**Records provided**
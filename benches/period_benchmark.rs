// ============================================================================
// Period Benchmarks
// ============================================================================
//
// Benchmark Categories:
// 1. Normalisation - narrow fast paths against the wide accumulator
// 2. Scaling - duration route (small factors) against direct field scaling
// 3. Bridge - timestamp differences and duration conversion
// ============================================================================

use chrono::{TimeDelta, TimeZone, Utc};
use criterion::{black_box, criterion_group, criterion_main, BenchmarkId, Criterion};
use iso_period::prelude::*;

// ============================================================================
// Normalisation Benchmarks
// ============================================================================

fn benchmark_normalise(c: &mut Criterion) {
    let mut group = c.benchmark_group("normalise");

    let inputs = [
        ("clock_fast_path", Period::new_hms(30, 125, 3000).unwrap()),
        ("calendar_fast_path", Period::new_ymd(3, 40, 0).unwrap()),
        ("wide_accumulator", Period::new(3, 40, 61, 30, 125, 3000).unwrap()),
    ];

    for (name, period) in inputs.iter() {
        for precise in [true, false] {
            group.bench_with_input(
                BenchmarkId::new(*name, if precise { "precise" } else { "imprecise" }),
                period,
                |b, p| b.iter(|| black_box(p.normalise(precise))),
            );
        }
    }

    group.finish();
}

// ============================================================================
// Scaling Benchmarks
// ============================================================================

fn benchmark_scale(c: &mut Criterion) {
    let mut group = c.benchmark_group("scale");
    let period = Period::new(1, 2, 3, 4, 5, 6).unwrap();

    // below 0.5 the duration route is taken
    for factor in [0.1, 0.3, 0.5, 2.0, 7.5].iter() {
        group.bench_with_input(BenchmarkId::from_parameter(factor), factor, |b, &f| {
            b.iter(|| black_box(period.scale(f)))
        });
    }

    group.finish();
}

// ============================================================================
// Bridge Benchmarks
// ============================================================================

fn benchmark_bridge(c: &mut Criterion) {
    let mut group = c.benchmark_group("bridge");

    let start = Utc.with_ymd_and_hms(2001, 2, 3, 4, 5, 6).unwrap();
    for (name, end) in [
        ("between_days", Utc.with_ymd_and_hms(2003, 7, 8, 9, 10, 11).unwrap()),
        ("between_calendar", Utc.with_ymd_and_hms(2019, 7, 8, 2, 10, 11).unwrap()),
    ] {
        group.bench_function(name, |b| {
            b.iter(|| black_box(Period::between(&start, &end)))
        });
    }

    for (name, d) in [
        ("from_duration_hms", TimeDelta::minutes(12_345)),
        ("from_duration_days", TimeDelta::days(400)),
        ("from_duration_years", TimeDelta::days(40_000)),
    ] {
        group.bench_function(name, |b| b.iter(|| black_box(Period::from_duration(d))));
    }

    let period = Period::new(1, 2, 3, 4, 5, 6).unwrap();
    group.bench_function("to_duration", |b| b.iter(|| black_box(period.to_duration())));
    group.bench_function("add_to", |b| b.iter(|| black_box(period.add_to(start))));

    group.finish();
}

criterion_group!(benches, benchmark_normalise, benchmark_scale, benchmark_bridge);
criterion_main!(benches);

**Directions for this task**
Beginning at the line with "the wide accumulator" and stopping after the line with "let start = Utc.with_ymd_and_hms(2001, 2, 3, 4, 5, 6).unwrap();", please write out every line of the data above exactly and nothing else.

**Solution below**
// 1. Normalisation - narrow fast paths against the wide accumulator
// 2. Scaling - duration route (small factors) against direct field scaling
// 3. Bridge - timestamp differences and duration conversion
// ============================================================================

use chrono::{TimeDelta, TimeZone, Utc};
use criterion::{black_box, criterion_group, criterion_main, BenchmarkId, Criterion};
use iso_period::prelude::*;

// ============================================================================
// Normalisation Benchmarks
// ============================================================================

fn benchmark_normalise(c: &mut Criterion) {
    let mut group = c.benchmark_group("normalise");

    let inputs = [
        ("clock_fast_path", Period::new_hms(30, 125, 3000).unwrap()),
        ("calendar_fast_path", Period::new_ymd(3, 40, 0).unwrap()),
        ("wide_accumulator", Period::new(3, 40, 61, 30, 125, 3000).unwrap()),
    ];

    for (name, period) in inputs.iter() {
        for precise in [true, false] {
            group.bench_with_input(
                BenchmarkId::new(*name, if precise { "precise" } else { "imprecise" }),
                period,
                |b, p| b.iter(|| black_box(p.normalise(precise))),
            );
        }
    }

    group.finish();
}

// ============================================================================
// Scaling Benchmarks
// ============================================================================

fn benchmark_scale(c: &mut Criterion) {
    let mut group = c.benchmark_group("scale");
    let period = Period::new(1, 2, 3, 4, 5, 6).unwrap();

    // below 0.5 the duration route is taken
    for factor in [0.1, 0.3, 0.5, 2.0, 7.5].iter() {
        group.bench_with_input(BenchmarkId::from_parameter(factor), factor, |b, &f| {
            b.iter(|| black_box(period.scale(f)))
        });
    }

    group.finish();
}

// ============================================================================
// Bridge Benchmarks
// ============================================================================

fn benchmark_bridge(c: &mut Criterion) {
    let mut group = c.benchmark_group("bridge");

    let start = Utc.with_ymd_and_hms(2001, 2, 3, 4, 5, 6).unwrap();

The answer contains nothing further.